The primary outcome of the study is solicited adverse events (AEs), while anti-CMV neutralising antibody titers against epithelial and fibroblast cell infections are secondary measures.
The interim analysis comprises safety and immunogenicity data of 30µg, 90µg and 180µg doses at three months.
For both seronegative and seropositive volunteers, the vaccine led to a dose-related rise in neutralising antibody titers in the epithelial cell, as well as fibroblast assay.
In the 12 sentinel seronegative subjects who received three doses of mRNA-1647 as part of an earlier arm, the vaccine led to comparatively higher neutralising antibody titers at seven months.

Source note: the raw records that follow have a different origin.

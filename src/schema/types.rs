// Licensed to the Apache Software Foundation (ASF) under one
// or more contributor license agreements.  See the NOTICE file
// distributed with this work for additional information
// regarding copyright ownership.  The ASF licenses this file
// to you under the Apache License, Version 2.0 (the
// "License"); you may not use this file except in compliance
// with the License.  You may obtain a copy of the License at
//
//   http://www.apache.org/licenses/LICENSE-2.0
//
// Unless required by applicable law or agreed to in writing,
// software distributed under the License is distributed on an
// "AS IS" BASIS, WITHOUT WARRANTIES OR CONDITIONS OF ANY
// KIND, either express or implied.  See the License for the
// specific language governing permissions and limitations
// under the License.

//! The schema tree and per-column descriptors.

use std::sync::Arc;

use crate::basic::{ConvertedType, Repetition, Type};
use crate::errors::{ParquetError, Result};
use crate::thrift::{FieldType, ThriftSliceReader};

/// One element of the flat schema list stored in the file metadata.
///
/// The flat list is a depth-first serialization of the schema tree: an
/// element with `num_children` set is a group whose children are the next
/// `num_children` subtrees.
#[derive(Debug, Clone, PartialEq)]
pub struct SchemaElement {
    /// Physical type. Not set for group nodes.
    pub physical_type: Option<Type>,
    /// Byte length of FIXED_LEN_BYTE_ARRAY values.
    pub type_length: Option<i32>,
    /// Repetition of the field. The schema root carries none.
    pub repetition: Option<Repetition>,
    /// Name of the field.
    pub name: String,
    /// Number of children for group nodes. Not set for primitives.
    pub num_children: Option<i32>,
    /// Converted type driving logical value conversion.
    pub converted_type: Option<ConvertedType>,
    /// DECIMAL scale.
    pub scale: Option<i32>,
    /// DECIMAL precision.
    pub precision: Option<i32>,
    /// Original field id, when the source schema supports them.
    pub field_id: Option<i32>,
}

impl SchemaElement {
    /// Decode one `SchemaElement` struct from Thrift input.
    pub(crate) fn read_thrift(prot: &mut ThriftSliceReader<'_>) -> Result<Self> {
        let mut physical_type = None;
        let mut type_length = None;
        let mut repetition = None;
        let mut name: Option<String> = None;
        let mut num_children = None;
        let mut converted_type = None;
        let mut scale = None;
        let mut precision = None;
        let mut field_id = None;

        let mut last_field_id = 0i16;
        loop {
            let field_ident = prot.read_field_begin(last_field_id)?;
            if field_ident.field_type == FieldType::Stop {
                break;
            }
            match field_ident.id {
                1 => physical_type = Some(Type::read_thrift(prot)?),
                2 => type_length = Some(prot.read_i32()?),
                3 => repetition = Some(Repetition::read_thrift(prot)?),
                4 => name = Some(prot.read_string()?.to_owned()),
                5 => num_children = Some(prot.read_i32()?),
                6 => converted_type = Some(ConvertedType::read_thrift(prot)?),
                7 => scale = Some(prot.read_i32()?),
                8 => precision = Some(prot.read_i32()?),
                9 => field_id = Some(prot.read_i32()?),
                _ => prot.skip(field_ident.field_type)?,
            }
            last_field_id = field_ident.id;
        }

        let Some(name) = name else {
            return Err(general_err!("Required field name is missing"));
        };
        Ok(Self {
            physical_type,
            type_length,
            repetition,
            name,
            num_children,
            converted_type,
            scale,
            precision,
            field_id,
        })
    }

    fn is_group(&self) -> bool {
        self.num_children.map(|n| n > 0).unwrap_or(false)
    }
}

/// A node of the schema tree.
#[derive(Debug, Clone, PartialEq)]
pub struct SchemaNode {
    /// The schema element this node was built from.
    pub element: SchemaElement,
    /// Child nodes, in write order.
    pub children: Vec<SchemaNode>,
    /// Number of schema elements in this subtree, including this node.
    pub count: usize,
    /// Names from the root to this node, excluding the root.
    pub path: Vec<String>,
}

impl SchemaNode {
    /// Name of the field this node represents.
    pub fn name(&self) -> &str {
        &self.element.name
    }

    /// Whether this node is a leaf, i.e. corresponds to exactly one column
    /// chunk per row group.
    pub fn is_leaf(&self) -> bool {
        self.children.is_empty()
    }
}

/// A leaf column of the schema, with the levels that drive page decoding.
#[derive(Debug, Clone, PartialEq)]
pub struct ColumnDescriptor {
    /// The primitive schema element.
    pub primitive: SchemaElement,
    /// Names from the root to the leaf.
    pub path: Vec<String>,
    /// Maximum definition level: the number of non-REQUIRED nodes on the
    /// path.
    pub max_def_level: u16,
    /// Maximum repetition level: the number of REPEATED nodes on the path.
    pub max_rep_level: u16,
    /// Whether any node on the path is OPTIONAL. Drives the null/empty-list
    /// discrimination during record assembly.
    pub nullable: bool,
}

impl ColumnDescriptor {
    /// The physical type of the column.
    pub fn physical_type(&self) -> Type {
        // leaves always carry a physical type; `build` rejects others
        self.primitive.physical_type.unwrap()
    }

    /// The converted type of the column, `NONE` when absent.
    pub fn converted_type(&self) -> ConvertedType {
        self.primitive.converted_type.unwrap_or(ConvertedType::NONE)
    }

    /// Byte length of FIXED_LEN_BYTE_ARRAY values, zero otherwise.
    pub fn type_length(&self) -> usize {
        self.primitive.type_length.unwrap_or(0).max(0) as usize
    }

    /// The dotted column path, e.g. `a.b.list.element`.
    pub fn path_string(&self) -> String {
        self.path.join(".")
    }

    /// Leaf field name.
    pub fn name(&self) -> &str {
        &self.primitive.name
    }

    /// True when every node on the path is REQUIRED. Such columns store no
    /// definition levels.
    pub fn is_required(&self) -> bool {
        self.max_def_level == 0
    }
}

/// A schema tree built from the flat schema list, along with flattened
/// descriptors for each leaf column.
#[derive(Debug, Clone)]
pub struct SchemaDescriptor {
    root: SchemaNode,
    leaves: Vec<Arc<ColumnDescriptor>>,
}

impl SchemaDescriptor {
    /// Build the tree by a depth-first walk of the flat schema list: the
    /// element at the cursor consumes the next `num_children` subtrees.
    pub fn try_new(elements: Vec<SchemaElement>) -> Result<Self> {
        if elements.is_empty() {
            return Err(general_err!("Schema is empty"));
        }
        let mut pos = 0usize;
        let root = build_node(&elements, &mut pos, &[], true)?;
        if pos != elements.len() {
            return Err(general_err!(
                "Schema tree consumed {} of {} schema elements",
                pos,
                elements.len()
            ));
        }
        if root.element.repetition.unwrap_or(Repetition::REQUIRED) != Repetition::REQUIRED {
            return Err(general_err!("Schema root must be REQUIRED"));
        }

        let mut leaves = Vec::new();
        collect_leaves(&root, 0, 0, false, &mut leaves)?;
        Ok(Self { root, leaves })
    }

    /// The root of the schema tree.
    pub fn root(&self) -> &SchemaNode {
        &self.root
    }

    /// Number of leaf columns.
    pub fn num_columns(&self) -> usize {
        self.leaves.len()
    }

    /// Descriptor of the `i`th leaf column, in schema order.
    pub fn column(&self, i: usize) -> Arc<ColumnDescriptor> {
        self.leaves[i].clone()
    }

    /// All leaf column descriptors, in schema order.
    pub fn columns(&self) -> &[Arc<ColumnDescriptor>] {
        &self.leaves
    }

    /// Find a leaf column by its dotted path, falling back to a unique leaf
    /// field name.
    pub fn column_index(&self, name: &str) -> Option<usize> {
        if let Some(i) = self
            .leaves
            .iter()
            .position(|leaf| leaf.path_string() == name)
        {
            return Some(i);
        }
        let mut by_name = self.leaves.iter().enumerate().filter(|(_, l)| l.name() == name);
        match (by_name.next(), by_name.next()) {
            (Some((i, _)), None) => Some(i),
            _ => None,
        }
    }
}

fn build_node(
    elements: &[SchemaElement],
    pos: &mut usize,
    parent_path: &[String],
    is_root: bool,
) -> Result<SchemaNode> {
    let element = elements
        .get(*pos)
        .ok_or_else(|| general_err!("Schema tree refers past the end of the flat schema"))?
        .clone();
    *pos += 1;

    if !is_root && element.repetition.is_none() {
        return Err(general_err!(
            "Schema element {} has no repetition type",
            element.name
        ));
    }

    let mut path = parent_path.to_vec();
    if !is_root {
        path.push(element.name.clone());
    }

    let num_children = element.num_children.unwrap_or(0);
    if num_children < 0 {
        return Err(general_err!(
            "Schema element {} has negative child count",
            element.name
        ));
    }
    if !element.is_group() && element.physical_type.is_none() && !is_root {
        return Err(general_err!(
            "Schema leaf {} has no physical type",
            element.name
        ));
    }

    let mut children = Vec::with_capacity(num_children as usize);
    let mut count = 1usize;
    for _ in 0..num_children {
        let child = build_node(elements, pos, &path, false)?;
        count += child.count;
        children.push(child);
    }

    Ok(SchemaNode {
        element,
        children,
        count,
        path,
    })
}

fn collect_leaves(
    node: &SchemaNode,
    def_level: u16,
    rep_level: u16,
    nullable: bool,
    leaves: &mut Vec<Arc<ColumnDescriptor>>,
) -> Result<()> {
    for child in &node.children {
        // the root is REQUIRED by invariant and does not contribute to levels
        let repetition = child.element.repetition.unwrap_or(Repetition::REQUIRED);
        let def_level = match repetition {
            Repetition::REQUIRED => def_level,
            Repetition::OPTIONAL | Repetition::REPEATED => def_level + 1,
        };
        let rep_level = match repetition {
            Repetition::REPEATED => rep_level + 1,
            _ => rep_level,
        };
        let nullable = nullable || repetition == Repetition::OPTIONAL;
        if child.is_leaf() {
            leaves.push(Arc::new(ColumnDescriptor {
                primitive: child.element.clone(),
                path: child.path.clone(),
                max_def_level: def_level,
                max_rep_level: rep_level,
                nullable,
            }));
        } else {
            collect_leaves(child, def_level, rep_level, nullable, leaves)?;
        }
    }
    Ok(())
}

The antibodies were found sustain CMV-seropositive baseline levels for a minimum of 12 months in these participants.
Safety analysis showed the vaccine to be generally well-tolerated, without any associated serious adverse events (SAEs). The most common solicited local AE was injection site pain, while systemic AEs were headache, fatigue, myalgia, chills and fever.
Moderna CEO Stéphane Bancel said: “Given the urgent need for CMV prevention around the world, we believe mRNA-1647 has the potential to be a blockbuster commercial opportunity for Moderna.
“This is the sixth positive Phase I readout for a Moderna investigational prophylactic vaccine, and underscores why I believe our vaccine platform will be an important pillar of our future growth.”
Based on these results, the company will advance the vaccine to a dose-confirmation Phase II trial, which will assess the planned Phase III formulation.